A donkey named Tinishi (little one) was left in urgent need of treatment after being injured by a long-horned cow. Luckily, staff were on hand to operate swiftly and enable her recovery.
At the College of Veterinary Medicine and Agriculture, Addis Ababa University, a small donkey named Tinishi (little one) had been brought in by her owner after receiving a nasty and potentially fatal injury.
She had been kept stabled at night along with several long-horned cows in order to protect them from being attacked by hyenas, which is a common occurrence in this part of Ethiopia. One of the cow’s horns had caught Tinishi’s abdomen, and a large and painful swelling had developed around the site of the wound. Professor Alimayu, from The Donkey Sanctuary Ethiopia, knew this could be a sign of internal injuries and that urgent action needed to be taken.
Staff and students assessed Tinishi’s condition: she was listless and clearly in pain. Closer examination showed that she indeed had a large abdominal hernia as a result of the trauma caused by cow’s horn. Thankfully blood tests indicated that Tinishi was otherwise a healthy donkey, so the decision was made to operate on her and repair the hernia while she still had a good chance of recovery.
Tinishi’s surgery for her internal injuries was a success. She was able to get back on her feet, and received intravenous fluids to help her recover from the surgery. She will stay at the facility while she receives all of the after-care she needs to get back to good health. Staff and students expect Tinishi to make a full recovery, and hope to return her to her owner as soon as she is fit and able to work again.
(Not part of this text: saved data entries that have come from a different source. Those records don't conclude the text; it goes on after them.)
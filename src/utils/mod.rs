pub mod colors;
pub mod date;
pub mod formatting;
pub mod path;
pub mod table;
Without the support from Donkey Sanctuary Ethiopia and the College of Veterinary Medicine and Agriculture, Tinishi would have seriously suffered from her injury and been unlikely to recover. This suffering would have not only affected Tinishi, though. Tinishi’s owner relies on her for essential tasks, such as fetching water for the family, transporting firewood, taking grains to and from the market and bringing crops in from the fields during harvest. If the owner were to lose Tinishi, their other donkey T'enikara would not only have to take on double the workload, but deal with the stress of losing a best friend - which in itself can induce hyperlipaemia, a potentially fatal condition.
Thankfully, your support enables the The Donkey Sanctuary to support the Debre Zeit facility, which enables working donkeys like Tinishi to receive the vital treatment they need. The site has a dedicated operating room with the facilities to anaesthetise and carry out lifesaving operations for donkeys. It also has a laboratory which can carry out vital analysis on blood, dung and other samples as needed.
Up to 70 veterinary medicine and laboratory technician students are trained at the site every year. Students from five other veterinary colleges also come to train using the clinical facilities. By providing donkey health care services for working donkeys, university students have the ability to learn through hands-on experience. Staff also offer advice and education for donkey owners and professionals, on areas such as handling and behaviour, harnessing, hoof care, diet and donkey husbandry.
Professor Alimayu said: “It is important for us to be established as a quality education provider, and centre of excellence.”